- _Description of the task_: Below are the records; restate word for word the lines from the first through the one containing "the same events.", and only those.

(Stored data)
####################

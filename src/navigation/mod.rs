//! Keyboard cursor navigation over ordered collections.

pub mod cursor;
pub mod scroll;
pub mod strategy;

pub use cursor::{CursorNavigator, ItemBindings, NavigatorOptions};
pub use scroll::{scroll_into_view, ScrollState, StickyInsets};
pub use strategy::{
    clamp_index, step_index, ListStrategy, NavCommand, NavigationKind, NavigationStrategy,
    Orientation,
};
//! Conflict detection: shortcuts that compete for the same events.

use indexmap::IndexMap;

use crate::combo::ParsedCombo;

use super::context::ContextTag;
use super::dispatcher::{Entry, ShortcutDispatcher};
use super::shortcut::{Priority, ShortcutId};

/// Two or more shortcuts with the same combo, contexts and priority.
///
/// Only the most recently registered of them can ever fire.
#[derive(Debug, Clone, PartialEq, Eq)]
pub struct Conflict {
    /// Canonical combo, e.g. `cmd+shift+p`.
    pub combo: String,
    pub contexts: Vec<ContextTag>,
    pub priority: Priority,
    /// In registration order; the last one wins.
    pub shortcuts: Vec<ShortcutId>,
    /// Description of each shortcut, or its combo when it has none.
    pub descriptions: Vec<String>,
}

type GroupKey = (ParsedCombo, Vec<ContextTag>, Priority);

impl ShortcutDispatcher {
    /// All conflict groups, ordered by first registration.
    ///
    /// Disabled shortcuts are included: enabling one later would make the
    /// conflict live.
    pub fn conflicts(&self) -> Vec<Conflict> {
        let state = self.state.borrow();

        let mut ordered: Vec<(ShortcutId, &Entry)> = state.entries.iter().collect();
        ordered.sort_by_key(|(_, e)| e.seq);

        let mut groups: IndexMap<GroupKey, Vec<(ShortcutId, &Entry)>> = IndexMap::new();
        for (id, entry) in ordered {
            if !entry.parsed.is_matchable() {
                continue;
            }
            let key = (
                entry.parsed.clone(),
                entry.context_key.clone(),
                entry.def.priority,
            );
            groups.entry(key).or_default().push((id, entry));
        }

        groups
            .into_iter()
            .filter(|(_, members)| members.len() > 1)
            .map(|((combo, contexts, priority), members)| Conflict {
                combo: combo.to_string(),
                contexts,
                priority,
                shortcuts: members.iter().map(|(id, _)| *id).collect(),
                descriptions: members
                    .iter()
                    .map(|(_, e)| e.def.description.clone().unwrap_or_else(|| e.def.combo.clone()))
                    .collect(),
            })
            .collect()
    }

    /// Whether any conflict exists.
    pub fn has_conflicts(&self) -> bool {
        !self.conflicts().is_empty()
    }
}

####################

- _Response area_:
filename src/navigation/mod.rs
//! Keyboard cursor navigation over ordered collections.

pub mod cursor;
pub mod scroll;
pub mod strategy;

pub use cursor::{CursorNavigator, ItemBindings, NavigatorOptions};
pub use scroll::{scroll_into_view, ScrollState, StickyInsets};
pub use strategy::{
    clamp_index, step_index, ListStrategy, NavCommand, NavigationKind, NavigationStrategy,
    Orientation,
};
//! Conflict detection: shortcuts that compete for the same events.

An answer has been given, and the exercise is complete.